**** SOURCE RECORDS
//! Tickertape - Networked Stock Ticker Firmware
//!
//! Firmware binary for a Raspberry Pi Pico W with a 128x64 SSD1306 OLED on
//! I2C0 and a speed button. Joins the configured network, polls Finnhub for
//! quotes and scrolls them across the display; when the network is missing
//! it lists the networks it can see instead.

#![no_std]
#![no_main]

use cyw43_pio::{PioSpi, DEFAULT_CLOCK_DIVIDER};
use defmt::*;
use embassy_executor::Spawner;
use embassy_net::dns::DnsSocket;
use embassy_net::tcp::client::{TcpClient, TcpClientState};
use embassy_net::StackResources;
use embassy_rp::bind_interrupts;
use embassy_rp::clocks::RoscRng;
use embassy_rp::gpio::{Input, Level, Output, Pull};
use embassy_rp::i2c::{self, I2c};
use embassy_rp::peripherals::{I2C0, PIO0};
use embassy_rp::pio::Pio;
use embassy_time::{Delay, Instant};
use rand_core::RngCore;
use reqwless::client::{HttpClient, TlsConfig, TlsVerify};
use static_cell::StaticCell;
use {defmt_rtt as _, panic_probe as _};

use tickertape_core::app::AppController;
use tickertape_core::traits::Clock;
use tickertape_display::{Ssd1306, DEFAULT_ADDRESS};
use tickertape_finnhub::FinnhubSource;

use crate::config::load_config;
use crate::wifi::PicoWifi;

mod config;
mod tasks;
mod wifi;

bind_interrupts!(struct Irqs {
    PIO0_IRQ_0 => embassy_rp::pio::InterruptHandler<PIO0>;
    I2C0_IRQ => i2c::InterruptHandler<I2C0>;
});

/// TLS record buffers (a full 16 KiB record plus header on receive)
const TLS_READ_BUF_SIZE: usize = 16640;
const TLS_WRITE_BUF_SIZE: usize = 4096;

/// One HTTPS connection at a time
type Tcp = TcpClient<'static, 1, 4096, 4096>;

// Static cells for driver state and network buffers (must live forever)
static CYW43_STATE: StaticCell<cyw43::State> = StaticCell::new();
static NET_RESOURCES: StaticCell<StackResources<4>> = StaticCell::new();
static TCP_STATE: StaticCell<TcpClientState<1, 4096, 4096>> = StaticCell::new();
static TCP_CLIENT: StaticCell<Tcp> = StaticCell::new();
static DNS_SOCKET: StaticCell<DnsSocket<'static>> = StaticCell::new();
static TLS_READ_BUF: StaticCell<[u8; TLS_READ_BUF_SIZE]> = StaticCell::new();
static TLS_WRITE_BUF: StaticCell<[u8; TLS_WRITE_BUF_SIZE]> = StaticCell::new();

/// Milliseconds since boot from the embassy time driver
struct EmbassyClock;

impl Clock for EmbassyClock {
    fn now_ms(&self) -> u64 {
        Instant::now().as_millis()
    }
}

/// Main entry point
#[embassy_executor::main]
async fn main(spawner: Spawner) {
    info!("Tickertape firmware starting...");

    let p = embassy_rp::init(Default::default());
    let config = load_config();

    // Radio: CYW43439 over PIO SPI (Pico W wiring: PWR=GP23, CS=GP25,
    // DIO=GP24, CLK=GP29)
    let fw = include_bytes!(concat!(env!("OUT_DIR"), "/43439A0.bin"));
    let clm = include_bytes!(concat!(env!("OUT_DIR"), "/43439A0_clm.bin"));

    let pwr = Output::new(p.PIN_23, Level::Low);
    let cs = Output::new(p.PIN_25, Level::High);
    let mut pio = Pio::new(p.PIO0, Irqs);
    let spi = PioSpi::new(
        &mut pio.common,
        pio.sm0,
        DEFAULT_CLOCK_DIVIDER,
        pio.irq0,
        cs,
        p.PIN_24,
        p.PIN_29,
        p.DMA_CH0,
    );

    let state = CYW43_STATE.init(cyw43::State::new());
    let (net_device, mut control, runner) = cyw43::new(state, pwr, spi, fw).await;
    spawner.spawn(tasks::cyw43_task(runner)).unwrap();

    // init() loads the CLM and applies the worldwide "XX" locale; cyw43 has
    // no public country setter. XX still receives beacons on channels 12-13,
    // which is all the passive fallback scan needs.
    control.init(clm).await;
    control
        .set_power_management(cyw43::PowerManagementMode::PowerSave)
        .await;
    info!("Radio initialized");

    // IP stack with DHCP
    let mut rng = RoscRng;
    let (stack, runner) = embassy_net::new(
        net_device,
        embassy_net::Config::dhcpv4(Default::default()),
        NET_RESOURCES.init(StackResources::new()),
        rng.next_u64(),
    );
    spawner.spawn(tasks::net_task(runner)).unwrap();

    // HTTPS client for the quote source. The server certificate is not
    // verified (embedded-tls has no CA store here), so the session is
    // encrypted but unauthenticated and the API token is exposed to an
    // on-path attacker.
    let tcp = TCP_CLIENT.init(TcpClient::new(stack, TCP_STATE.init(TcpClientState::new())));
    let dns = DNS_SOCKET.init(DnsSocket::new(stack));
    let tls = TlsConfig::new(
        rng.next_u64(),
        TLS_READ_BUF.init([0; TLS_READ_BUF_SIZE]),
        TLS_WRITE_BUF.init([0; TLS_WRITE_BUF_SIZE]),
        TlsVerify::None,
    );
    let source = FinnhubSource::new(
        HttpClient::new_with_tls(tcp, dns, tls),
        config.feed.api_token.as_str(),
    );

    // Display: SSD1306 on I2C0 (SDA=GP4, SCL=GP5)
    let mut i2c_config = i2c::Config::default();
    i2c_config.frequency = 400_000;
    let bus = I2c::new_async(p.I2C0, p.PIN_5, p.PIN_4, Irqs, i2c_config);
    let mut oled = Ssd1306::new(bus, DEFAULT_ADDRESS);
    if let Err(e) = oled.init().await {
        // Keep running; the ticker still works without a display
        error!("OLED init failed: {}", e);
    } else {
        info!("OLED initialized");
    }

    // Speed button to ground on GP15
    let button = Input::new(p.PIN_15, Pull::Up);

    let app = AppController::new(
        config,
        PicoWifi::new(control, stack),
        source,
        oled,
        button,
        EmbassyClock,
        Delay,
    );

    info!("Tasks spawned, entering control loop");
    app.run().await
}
********
**** SOURCE RECORDS
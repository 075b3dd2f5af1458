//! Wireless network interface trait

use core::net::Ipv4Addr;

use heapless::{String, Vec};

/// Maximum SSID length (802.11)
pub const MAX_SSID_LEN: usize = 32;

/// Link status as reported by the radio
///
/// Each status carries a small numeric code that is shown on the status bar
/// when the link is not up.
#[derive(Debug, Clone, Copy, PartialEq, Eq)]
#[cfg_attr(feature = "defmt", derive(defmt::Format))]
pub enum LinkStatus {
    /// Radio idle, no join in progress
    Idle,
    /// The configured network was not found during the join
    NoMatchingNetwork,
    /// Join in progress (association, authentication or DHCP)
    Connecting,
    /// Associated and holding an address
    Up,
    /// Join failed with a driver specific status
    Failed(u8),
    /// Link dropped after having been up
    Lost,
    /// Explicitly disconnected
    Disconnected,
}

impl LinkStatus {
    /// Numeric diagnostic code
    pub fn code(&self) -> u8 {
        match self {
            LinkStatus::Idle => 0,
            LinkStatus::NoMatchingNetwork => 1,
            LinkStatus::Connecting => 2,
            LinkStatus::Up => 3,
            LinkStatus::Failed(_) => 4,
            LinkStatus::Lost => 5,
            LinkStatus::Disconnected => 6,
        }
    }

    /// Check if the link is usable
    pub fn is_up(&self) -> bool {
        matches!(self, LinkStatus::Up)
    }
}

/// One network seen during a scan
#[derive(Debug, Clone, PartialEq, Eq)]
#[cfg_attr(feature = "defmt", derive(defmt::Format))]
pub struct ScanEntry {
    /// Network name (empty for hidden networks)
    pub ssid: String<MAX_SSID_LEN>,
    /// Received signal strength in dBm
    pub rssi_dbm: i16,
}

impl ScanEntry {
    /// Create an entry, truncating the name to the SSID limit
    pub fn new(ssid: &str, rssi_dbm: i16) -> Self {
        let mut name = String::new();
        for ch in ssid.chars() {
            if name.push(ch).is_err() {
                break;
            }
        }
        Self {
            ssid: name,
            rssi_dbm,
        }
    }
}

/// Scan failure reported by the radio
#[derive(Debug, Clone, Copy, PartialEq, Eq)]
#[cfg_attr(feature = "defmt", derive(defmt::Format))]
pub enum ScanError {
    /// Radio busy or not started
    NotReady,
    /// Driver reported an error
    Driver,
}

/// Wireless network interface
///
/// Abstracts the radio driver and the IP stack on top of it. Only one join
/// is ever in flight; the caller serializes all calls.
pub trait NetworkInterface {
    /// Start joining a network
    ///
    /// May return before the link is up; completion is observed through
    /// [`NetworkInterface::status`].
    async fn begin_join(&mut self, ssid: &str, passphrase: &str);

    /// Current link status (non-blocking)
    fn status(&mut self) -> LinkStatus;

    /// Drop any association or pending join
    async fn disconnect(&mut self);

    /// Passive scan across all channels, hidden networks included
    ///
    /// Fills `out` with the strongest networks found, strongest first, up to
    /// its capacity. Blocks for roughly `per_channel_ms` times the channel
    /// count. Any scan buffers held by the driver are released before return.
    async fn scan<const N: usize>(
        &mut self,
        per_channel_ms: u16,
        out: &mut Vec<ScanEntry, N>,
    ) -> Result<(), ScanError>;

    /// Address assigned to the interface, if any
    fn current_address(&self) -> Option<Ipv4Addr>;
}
********
Search the entries above for lines holding the string "crate", then report only how many there are.

2